In the mid-1990s, the Armed Islamic Group of Algeria - which decapitated citizens and slaughtered foreigners on home soil as it sought to overthrow a French-backed government - mobilised supporters in France to commit train bombings and other violence that claimed more than 20 lives.

The French military footprint in former African colonies threatened by Islamic extremists has grown markedly under Mr Hollande. French forces intervened in Mali in 2013 and today are present through much of West Africa.

It is no surprise, analysts say, that the majority of today's attackers in France have family ties to North and West Africa, not the Middle East.

Sons and daughters of these African immigrants now seek to answer the IS recruitment call at rates unseen in other European nations.

An estimated 1,000 French citizens and residents mostly of African Muslim background have travelled to Syria, or been caught trying, to join IS forces ever since the nation - another former French possession - started to unravel five years ago.

The French recruiting influence in the IS power base of Raqqa reflects the common languages spoken there, Arabic and French. This, in turn, spurs the production of slick Francophone propaganda tailored specifically to insult and intimidate French eyes and ears. IS has directly threatened France, using native French speakers, in nine communiques over the past three months.

One video released this month features an a cappella song in French titled My Vengeance alongside footage of November's attacks on Paris nightspots that killed 130 people. Its lyrics advise France-based followers to "shed the blood of the pigs .... destroy their souls. Make France quake".

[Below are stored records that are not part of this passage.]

#[cfg(test)]
pub(crate) mod tests {
    use super::*;
    use crate::audit::NoopAuditSink;
    use crate::mcp::handler::McpHandlerFactory;
    use async_trait::async_trait;
    use relay_types::{JsonRpcRequest, JsonRpcResponse};
    use serde_json::json;
    use std::sync::atomic::{AtomicUsize, Ordering};
    use tokio_stream::StreamExt;

    pub(crate) fn open_test_transport(
        registry: &SessionRegistry,
        id: &str,
    ) -> (Arc<SseTransport>, SessionStream) {
        SseTransport::open(
            id.to_string(),
            "/message",
            registry.clone(),
            &McpHandlerFactory::default(),
            Arc::new(NoopAuditSink),
        )
    }

    async fn next_frame(stream: &mut SessionStream) -> Option<Frame> {
        stream.frames.next().await
    }

    fn notification(n: u64) -> JsonRpcMessage {
        JsonRpcRequest::new(None, "notifications/progress", Some(json!({ "n": n }))).into()
    }

    struct FailingAudit;

    #[async_trait]
    impl AuditSink for FailingAudit {
        async fn record(&self, _session_id: &str, _message: &JsonRpcMessage) -> anyhow::Result<()> {
            anyhow::bail!("dataset unavailable")
        }
    }

    struct CountingAudit(AtomicUsize);

    #[async_trait]
    impl AuditSink for CountingAudit {
        async fn record(&self, _session_id: &str, _message: &JsonRpcMessage) -> anyhow::Result<()> {
            self.0.fetch_add(1, Ordering::SeqCst);
            Ok(())
        }
    }

    #[tokio::test]
    async fn test_first_frame_announces_endpoint() {
        let registry = SessionRegistry::new();
        let (_transport, mut stream) = open_test_transport(&registry, "abc");

        let frame = next_frame(&mut stream).await.unwrap();
        assert_eq!(frame.event, "endpoint");
        assert_eq!(frame.data, "/message?sessionId=abc");
    }

    #[tokio::test]
    async fn test_send_preserves_order() {
        let registry = SessionRegistry::new();
        let (transport, mut stream) = open_test_transport(&registry, "a");
        next_frame(&mut stream).await.unwrap();

        for n in 0..10 {
            transport.send(notification(n)).await.unwrap();
        }

        for n in 0..10 {
            let frame = next_frame(&mut stream).await.unwrap();
            assert_eq!(frame.event, "message");
            let value: serde_json::Value = serde_json::from_str(&frame.data).unwrap();
            assert_eq!(value["params"]["n"], n);
        }
    }

    #[tokio::test(flavor = "multi_thread", worker_threads = 4)]
    async fn test_concurrent_sends_do_not_interleave() {
        let registry = SessionRegistry::new();
        let (transport, mut stream) = open_test_transport(&registry, "a");
        next_frame(&mut stream).await.unwrap();

        let mut tasks = Vec::new();
        for n in 0..50 {
            let transport = transport.clone();
            tasks.push(tokio::spawn(
                async move { transport.send(notification(n)).await },
            ));
        }
        let reader = tokio::spawn(async move {
            let mut seen = Vec::new();
            while seen.len() < 50 {
                let frame = stream.frames.next().await.unwrap();
                let value: serde_json::Value = serde_json::from_str(&frame.data).unwrap();
                seen.push(value["params"]["n"].as_u64().unwrap());
            }
            seen
        });
        for task in tasks {
            task.await.unwrap().unwrap();
        }

        let mut seen = reader.await.unwrap();
        seen.sort_unstable();
        assert_eq!(seen, (0..50).collect::<Vec<_>>());
    }

    #[tokio::test]
    async fn test_sessions_are_isolated() {
        let registry = SessionRegistry::new();
        let (a, mut stream_a) = open_test_transport(&registry, "a");
        let (_b, mut stream_b) = open_test_transport(&registry, "b");
        next_frame(&mut stream_a).await.unwrap();
        next_frame(&mut stream_b).await.unwrap();

        a.send(notification(1)).await.unwrap();
        drop(a);

        assert!(next_frame(&mut stream_a).await.is_some());
        let pending =
            tokio::time::timeout(std::time::Duration::from_millis(50), next_frame(&mut stream_b))
                .await;
        assert!(pending.is_err(), "session b must not see session a's message");
    }

    #[tokio::test]
    async fn test_send_after_close_fails() {
        let registry = SessionRegistry::new();
        let (transport, _stream) = open_test_transport(&registry, "a");

        transport.close();
        assert!(transport.is_closed());
        let err = transport.send(notification(1)).await.unwrap_err();
        assert!(matches!(err, TransportError::NotOpen));
    }

    #[tokio::test]
    async fn test_close_is_idempotent() {
        let registry = SessionRegistry::new();
        let (transport, _stream) = open_test_transport(&registry, "a");
        registry.register("a", transport.clone()).unwrap();

        transport.close();
        transport.close();
        assert!(transport.is_closed());
        assert!(registry.is_empty());
    }

    #[tokio::test]
    async fn test_dropping_stream_closes_and_deregisters() {
        let registry = SessionRegistry::new();
        let (transport, stream) = open_test_transport(&registry, "a");
        registry.register("a", transport.clone()).unwrap();
        assert!(registry.lookup("a").is_some());

        drop(stream);

        assert!(registry.lookup("a").is_none());
        assert!(transport.is_closed());
    }

    #[tokio::test]
    async fn test_close_ends_stream() {
        let registry = SessionRegistry::new();
        let (transport, mut stream) = open_test_transport(&registry, "a");
        next_frame(&mut stream).await.unwrap();

        transport.close();
        assert!(next_frame(&mut stream).await.is_none());
    }

    #[tokio::test]
    async fn test_audit_failure_does_not_block_delivery() {
        let registry = SessionRegistry::new();
        let (transport, mut stream) = SseTransport::open(
            "a".to_string(),
            "/message",
            registry,
            &McpHandlerFactory::default(),
            Arc::new(FailingAudit),
        );
        next_frame(&mut stream).await.unwrap();

        transport.send(notification(7)).await.unwrap();
        let frame = next_frame(&mut stream).await.unwrap();
        assert!(frame.data.contains("\"n\":7"));
    }

    #[tokio::test]
    async fn test_every_sent_message_is_audited() {
        let audit = Arc::new(CountingAudit(AtomicUsize::new(0)));
        let (transport, _stream) = SseTransport::open(
            "a".to_string(),
            "/message",
            SessionRegistry::new(),
            &McpHandlerFactory::default(),
            audit.clone(),
        );

        transport.send(notification(1)).await.unwrap();
        transport.send(notification(2)).await.unwrap();
        assert_eq!(audit.0.load(Ordering::SeqCst), 2);
    }

    #[tokio::test]
    async fn test_handle_inbound_replies_on_stream() {
        let registry = SessionRegistry::new();
        let (transport, mut stream) = open_test_transport(&registry, "a");
        next_frame(&mut stream).await.unwrap();

        let body = json!({"jsonrpc": "2.0", "id": 1, "method": "ping"}).to_string();
        let dispatched = transport.handle_inbound(body.as_bytes()).await.unwrap();
        assert!(dispatched.direct.is_none());

        let frame = next_frame(&mut stream).await.unwrap();
        let reply: JsonRpcResponse = serde_json::from_str(&frame.data).unwrap();
        assert_eq!(reply.id, Some(json!(1)));
        assert_eq!(reply.result, Some(json!({})));
    }

    #[tokio::test]
    async fn test_handle_inbound_rejects_malformed_body() {
        let registry = SessionRegistry::new();
        let (transport, _stream) = open_test_transport(&registry, "a");

        let err = transport.handle_inbound(b"not json").await.unwrap_err();
        assert!(matches!(err, TransportError::Malformed(_)));

        let body = json!({"jsonrpc": "1.0", "id": 1, "method": "ping"}).to_string();
        let err = transport.handle_inbound(body.as_bytes()).await.unwrap_err();
        assert!(matches!(err, TransportError::Malformed(_)));
    }

    #[tokio::test]
    async fn test_handle_inbound_rejects_bare_envelope() {
        let registry = SessionRegistry::new();
        let (transport, _stream) = open_test_transport(&registry, "a");

        for body in [
            json!({"jsonrpc": "2.0"}),
            json!({"jsonrpc": "2.0", "id": 1}),
            json!({"jsonrpc": "2.0", "foo": 3}),
        ] {
            let err = transport
                .handle_inbound(body.to_string().as_bytes())
                .await
                .unwrap_err();
            assert!(matches!(err, TransportError::Malformed(_)), "{}", body);
        }

        let body = json!({"jsonrpc": "2.0", "id": 5, "result": {}}).to_string();
        assert!(transport.handle_inbound(body.as_bytes()).await.is_ok());
    }

    #[tokio::test]
    async fn test_handle_inbound_after_close_fails() {
        let registry = SessionRegistry::new();
        let (transport, _stream) = open_test_transport(&registry, "a");
        transport.close();

        let body = json!({"jsonrpc": "2.0", "id": 1, "method": "ping"}).to_string();
        let err = transport.handle_inbound(body.as_bytes()).await.unwrap_err();
        assert!(matches!(err, TransportError::NotOpen));
    }

    #[tokio::test]
    async fn test_session_handle_sends_until_closed() {
        let registry = SessionRegistry::new();
        let (transport, mut stream) = open_test_transport(&registry, "a");
        next_frame(&mut stream).await.unwrap();

        let handle = SessionHandle::for_transport(&transport);
        assert!(handle.is_open());
        handle.send(notification(3)).await.unwrap();
        assert!(next_frame(&mut stream).await.is_some());

        drop(stream);
        assert!(!handle.is_open());
        assert!(matches!(
            handle.send(notification(4)).await,
            Err(TransportError::NotOpen)
        ));
    }
}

France's response to the Nice carnage was to call up several thousand police and army reservists to join more than 100,000 security personnel already patrolling the streets and borders. Mr Hollande also pledged to send more military advisers and artillery for the US-led fight against IS in Iraq and Syria.

Some analysts doubt whether France's military commitments play the critical role in spurring resident Muslims to answer the IS call.

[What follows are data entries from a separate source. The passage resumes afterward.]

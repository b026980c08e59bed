//! Session stream endpoint.

use axum::extract::State;
use axum::response::sse::{KeepAlive, KeepAliveStream, Sse};
use std::time::Duration;
use tracing::info;

use crate::error::GatewayError;
use crate::mcp::SessionStream;
use crate::state::AppState;

/// Open a new MCP session.
///
/// The response is a long-lived Server-Sent Events stream. Its first event
/// is `endpoint`, whose data is the URL (including the session ID) that
/// messages for this session must be POSTed to. Protocol messages follow as
/// `message` events. The session ends when the client disconnects or the
/// server shuts down.
///
/// Example usage from JavaScript:
/// ```javascript
/// const eventSource = new EventSource('http://localhost:3001/sse');
/// eventSource.addEventListener('endpoint', (event) => {
///     console.log('POST messages to:', event.data);
/// });
/// eventSource.addEventListener('message', (event) => {
///     console.log('Received:', JSON.parse(event.data));
/// });
/// ```
#[utoipa::path(
    get,
    path = "/sse",
    tag = "gateway",
    responses(
        (status = 200, description = "Event stream established", content_type = "text/event-stream", body = String),
        (status = 500, description = "Internal server error", body = relay_types::ErrorEnvelope),
        (status = 503, description = "Server is shutting down", body = relay_types::ErrorEnvelope)
    )
)]
pub async fn open_stream(
    State(state): State<AppState>,
) -> Result<Sse<KeepAliveStream<SessionStream>>, GatewayError> {
    info!("Received GET message at /sse");
    let stream = state.open_session()?;
    info!(
        "SSE stream opened for session {} (live sessions: {})",
        stream.session_id(),
        state.registry().len()
    );

    Ok(Sse::new(stream).keep_alive(KeepAlive::new().interval(Duration::from_secs(15))))
}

They say France's fundamental challenge is that it hosts the greatest concentration of marginalised Muslims on the continent, many of whom view their adopted homeland as sinful and disrespectful towards Islamic traditions.

"Whether the guy who rented a truck in Nice was frightfully interested that Raqqa is being bombed, I don't know," said Francois Heisbourg, an analyst at a French think tank called the Foundation for Strategic Research.

He said targeting French population centres using homegrown militants offered the opportunity for "surefire results" against a land that represents, in the eyes of IS leaders, "a target of unbelief, of heresy, of apostasy".